## [TASK STATEMENT]
In the records below, count each line where the word "WebService" appears, and reply with that number only.

## [PROVIDED MATERIAL]
[Start of Attachment]

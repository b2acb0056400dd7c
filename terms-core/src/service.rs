//! # Serviço Unique Terms
//!
//! Ponto de entrada do contrato de serviço: metadados e execução, ambos
//! trocando JSON serializado. A lógica fica no [`pipeline`](crate::pipeline);
//! aqui só se desempacota a requisição, chama o pipeline e empacota a resposta.

use rayon::prelude::*;
use tracing::{debug, warn};

use crate::envelope::{unwrap_request, wrap_document, Data, Request};
use crate::error::Result;
use crate::metadata::ServiceMetadata;
use crate::pipeline::annotate_document;
use crate::vocab::discriminator;

/// Envelope usado quando nem a resposta de erro consegue ser serializada.
const FALLBACK_ERROR_JSON: &str =
    r#"{"discriminator":"http://vocab.lappsgrid.org/ns/error","payload":"Falha ao serializar a resposta"}"#;

/// Contrato de um serviço de anotação.
pub trait WebService {
    /// Metadados do serviço, em JSON, dentro de um envelope `META`.
    fn get_metadata(&self) -> String;

    /// Executa o serviço sobre um envelope de entrada em JSON.
    ///
    /// Nunca falha: rejeições viram um envelope `ERROR`.
    fn execute(&self, input: &str) -> String;
}

/// Serviço que anota a primeira ocorrência de cada termo do texto.
///
/// Não guarda estado: uma instância pode atender requisições concorrentes
/// de várias threads.
#[derive(Debug, Clone, Copy, Default)]
pub struct UniqueTerms;

impl UniqueTerms {
    pub fn new() -> Self {
        Self
    }

    pub fn metadata(&self) -> ServiceMetadata {
        ServiceMetadata::unique_terms()
    }

    /// Envelope `META` com os metadados.
    pub fn metadata_envelope(&self) -> Result<Data> {
        Ok(Data::new(discriminator::META, serde_json::to_value(self.metadata())?))
    }

    /// Processa um envelope já parseado, propagando rejeições como `Err`.
    pub fn process(&self, input: Data) -> Result<Data> {
        match unwrap_request(input)? {
            Request::PassThrough(data) => {
                debug!("Erro recebido de serviço anterior, repassando");
                Ok(data)
            }
            Request::Annotate(doc) => {
                debug!(
                    chars = doc.text().chars().count(),
                    views = doc.views().len(),
                    "Anotando termos únicos"
                );
                wrap_document(&annotate_document(doc))
            }
        }
    }

    /// Como [`process`](Self::process), mas convertendo rejeições em envelope `ERROR`.
    pub fn respond(&self, input: Data) -> Data {
        self.process(input).unwrap_or_else(|err| {
            warn!(error = %err, "Requisição rejeitada");
            Data::from(&err)
        })
    }

    /// Processa vários envelopes independentes em paralelo via Rayon.
    ///
    /// A saída tem a mesma ordem da entrada; cada item falha ou não sozinho.
    pub fn respond_batch(&self, inputs: Vec<Data>) -> Vec<Data> {
        inputs.into_par_iter().map(|input| self.respond(input)).collect()
    }
}

impl WebService for UniqueTerms {
    fn get_metadata(&self) -> String {
        self.metadata_envelope()
            .and_then(|data| data.to_json())
            .unwrap_or_else(|err| serialize_or_fallback(&Data::from(&err)))
    }

    fn execute(&self, input: &str) -> String {
        let response = match Data::from_json(input) {
            Ok(data) => self.respond(data),
            Err(err) => {
                warn!(error = %err, "Envelope de entrada inválido");
                Data::from(&err)
            }
        };
        serialize_or_fallback(&response)
    }
}

fn serialize_or_fallback(data: &Data) -> String {
    data.to_json().unwrap_or_else(|_| FALLBACK_ERROR_JSON.to_string())
}

#[cfg(test)]
mod tests {
    use super::*;
    use crate::vocab::annotation_type;

    #[test]
    fn test_execute_text() {
        let service = UniqueTerms::new();
        let out = service.execute(&Data::text("a a a a").to_json().unwrap());
        let data = Data::from_json(&out).unwrap();
        assert_eq!(data.discriminator, discriminator::LIF);
        let annotations = &data.payload["views"][0]["annotations"];
        assert_eq!(annotations.as_array().map(Vec::len), Some(1));
        assert_eq!(annotations[0]["features"]["word"], "a");
        assert_eq!(annotations[0]["@type"], annotation_type::TOKEN);
    }

    #[test]
    fn test_execute_garbage_returns_error_envelope() {
        let out = UniqueTerms::new().execute("isto não é json");
        let data = Data::from_json(&out).unwrap();
        assert!(data.is_error());
        assert!(data.payload.as_str().unwrap_or_default().starts_with("Payload malformado"));
    }

    #[test]
    fn test_respond_batch_keeps_order_and_isolates_failures() {
        let inputs = vec![
            Data::text("x y x"),
            Data::new("http://example.org/unknown", "?"),
            Data::text(""),
        ];
        let out = UniqueTerms::new().respond_batch(inputs);
        assert_eq!(out.len(), 3);
        assert_eq!(out[0].payload["views"][0]["annotations"].as_array().map(Vec::len), Some(2));
        assert!(out[1].is_error());
        assert_eq!(out[2].payload["views"][0]["annotations"].as_array().map(Vec::len), Some(0));
    }

    #[test]
    fn test_get_metadata_is_meta_envelope() {
        let data = Data::from_json(&UniqueTerms::new().get_metadata()).unwrap();
        assert_eq!(data.discriminator, discriminator::META);
        assert_eq!(data.payload["produces"]["annotations"][0], annotation_type::TOKEN);
    }
}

[End of Attachment]

## [SOLUTION TO THIS PROBLEM]
2